There is no defense; the game automatically sims that side of the ball. This might be the dealbreaker for some people, and it's certainly part of the frustrations I do have with Retro Bowl: It's sometimes ridiculously easy to throw an interception, and the opponent's offense seems to score from anywhere. I've noticed that teams with fewer star ratings do get stopped more often on offense, and I use defensive star players with high tackling and speed abilities, but whether this works seems to be a point of contention among devoted players. Some find it useless to improve your defense in any way, since it's mostly out of your control. I choose to keep it balanced anyway. Do what you want, but know that these aspects of the game will most likely be the ones that piss you off.

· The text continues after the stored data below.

impl Graph {
    /// Resolve and validate a definition.
    pub fn load(def: &GraphDef, registry: &Registry) -> Result<Self> {
        let inputs = load_inputs(def)?;

        let mut index: HashMap<&str, usize> = HashMap::new();
        let mut steps = Vec::with_capacity(def.steps.len());
        for (i, step_def) in def.steps.iter().enumerate() {
            check_step_id(&step_def.id)?;
            if index.insert(step_def.id.as_str(), i).is_some() {
                return Err(Error::GraphFormat(format!(
                    "duplicate step id '{}'",
                    step_def.id
                )));
            }
            let (signature, callable) = resolve_step_kind(step_def, registry)?;
            let outputs = signature
                .output_ports()
                .into_iter()
                .map(|(name, data_type)| (name.to_string(), Port::new(data_type)))
                .collect();
            steps.push(Step {
                id: step_def.id.clone(),
                signature,
                callable,
                inputs: IndexMap::new(),
                outputs,
            });
        }

        for (i, step_def) in def.steps.iter().enumerate() {
            let mut bindings = IndexMap::new();
            for (port, binding) in &step_def.inputs {
                if !steps[i].signature.inputs.contains_key(port) {
                    return Err(Error::GraphFormat(format!(
                        "step '{}': '{}' has no input '{port}'",
                        step_def.id, steps[i].signature.name
                    )));
                }
                let binding = resolve_binding(binding, &inputs, &index, &steps).map_err(|e| {
                    Error::GraphFormat(format!("step '{}', input '{port}': {e}", step_def.id))
                })?;
                bindings.insert(port.clone(), binding);
            }

            for (name, spec) in &steps[i].signature.inputs {
                if !bindings.contains_key(name) && !spec.is_optional() {
                    return Err(Error::GraphFormat(format!(
                        "step '{}': required input '{name}' is not bound",
                        step_def.id
                    )));
                }
            }
            steps[i].inputs = bindings;
        }

        let mut outputs = IndexMap::new();
        for (name, output) in &def.outputs {
            let reference = output.reference();
            let port_ref = match split_reference(reference) {
                Some((step, port)) => match index.get(step) {
                    Some(&i) if steps[i].outputs.contains_key(port) => PortRef {
                        step: step.to_string(),
                        port: port.to_string(),
                    },
                    Some(_) => {
                        return Err(Error::GraphFormat(format!(
                            "output '{name}': step '{step}' has no output '{port}'"
                        )));
                    }
                    None => {
                        return Err(Error::GraphFormat(format!(
                            "output '{name}': unknown step '{step}'"
                        )));
                    }
                },
                None => {
                    return Err(Error::GraphFormat(format!(
                        "output '{name}': expected '<step>.<output>', got '{reference}'"
                    )));
                }
            };
            outputs.insert(name.clone(), port_ref);
        }

        let order = execution_order(&steps, &index)?;
        debug!(
            graph = def.name.as_deref().unwrap_or("<anonymous>"),
            steps = steps.len(),
            "graph loaded"
        );

        Ok(Self {
            name: def.name.clone(),
            inputs,
            outputs,
            steps,
            order,
            results: IndexMap::new(),
        })
    }

    /// Parse and load a definition held in memory.
    pub fn from_bytes(data: &[u8], format: &str, registry: &Registry) -> Result<Self> {
        Self::load(&GraphDef::from_bytes_format(data, format)?, registry)
    }

    /// Read, parse and load a definition file.
    pub fn from_path(path: impl AsRef<Path>, registry: &Registry) -> Result<Self> {
        Self::load(&GraphDef::from_path(path)?, registry)
    }

    pub fn name(&self) -> Option<&str> {
        self.name.as_deref()
    }

    pub fn input_names(&self) -> impl Iterator<Item = &str> {
        self.inputs.keys().map(String::as_str)
    }

    pub fn input(&self, name: &str) -> Option<&Port> {
        self.inputs.get(name)
    }

    pub fn output_names(&self) -> impl Iterator<Item = &str> {
        self.outputs.keys().map(String::as_str)
    }

    pub fn steps(&self) -> &[Step] {
        &self.steps
    }

    pub fn step(&self, id: &str) -> Option<&Step> {
        self.steps.iter().find(|s| s.id == id)
    }

    /// Step ids in execution order.
    pub fn execution_order(&self) -> Vec<&str> {
        self.order.iter().map(|&i| self.steps[i].id.as_str()).collect()
    }

    /// The interface of this graph when used as an operation.
    pub fn signature(&self) -> OpSignature {
        let name = self.name.clone().unwrap_or_else(|| "graph".to_string());
        let mut signature = OpSignature::new(name).tag("graph");
        for (name, port) in &self.inputs {
            let mut spec = InputSpec::new(port.data_type);
            spec.default = port.default.clone();
            signature = signature.input(name.clone(), spec);
        }
        for (name, port_ref) in &self.outputs {
            let data_type = self
                .step(&port_ref.step)
                .and_then(|s| s.outputs.get(&port_ref.port))
                .map_or(DataType::Any, |p| p.data_type);
            signature = signature.output(name.clone(), OutputSpec::new(data_type));
        }
        signature.accepts_monitor = true;
        signature
    }
}

fn load_inputs(def: &GraphDef) -> Result<IndexMap<String, Port>> {
    let mut inputs = IndexMap::new();
    for (name, input) in &def.inputs {
        if name.is_empty() || name.contains('.') {
            return Err(Error::GraphFormat(format!("invalid input name '{name}'")));
        }
        let default = input
            .default
            .clone()
            .map(|v| input.data_type.coerce(v))
            .transpose()
            .map_err(|e| Error::GraphFormat(format!("default of input '{name}': {e}")))?;
        inputs.insert(
            name.clone(),
            Port {
                data_type: input.data_type,
                default,
                value: None,
            },
        );
    }
    Ok(inputs)
}

fn check_step_id(id: &str) -> Result<()> {
    if id.is_empty() {
        return Err(Error::GraphFormat("step id must not be empty".into()));
    }
    if id.contains('.') || id.chars().any(char::is_whitespace) {
        return Err(Error::GraphFormat(format!("invalid step id '{id}'")));
    }
    Ok(())
}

Even so, the irritating parts of Retro Bowl don't turn me off from the game as a whole. As of writing, I'm eight seasons in. After delivering back-to-back championships for "NEW YORK J," a team I did not choose, I took my talents to "CLEVELAND" and won a title there. You can take a job with a new team at the end of every season, but your options will depend on your performance. Not just anyone can hop to "LOS ANGELES C" without proving their mettle.
Retro Bowl obviously does not have the complexity of other sports games like Football Manager or Out of the Park Baseball, but it's a simplified version that's compelling enough to turn into a time-consumer without you realizing it. You might be sitting there at 11 p.m., thinking, OK, I'll just play a few games for about an hour, and then the final game of that hour ends up with a last-second loss, and you can't end the night on a defeat, so before you know it, it's 2 a.m. and you've upgraded your offensive line although your running back keeps fumbling, shit, but you're still leading the division, oh goddammit your offensive coordinator's contract is up at the end of the season, just get through a quarter of this next season and end on a high note then pick it up tomorrow, it's fine, morale might be shoddy but you can make it up by stringing a couple of wins in a row, just one more, who knows if there's even going to be real football by December, fantasy football is nigh impossible within a pandemic, who needs a new season every week with DFS when you can have a new season every day, Retro Bowl is your football now, nay, it is the one you answer to, there is no god but Retro Bowl, which earthly being in their right mind could ask for anything more as if it were guaranteed or even deserved ...
Anyway, I love these little fellas! I would give this game a rating of some kind but I don't think it's necessary.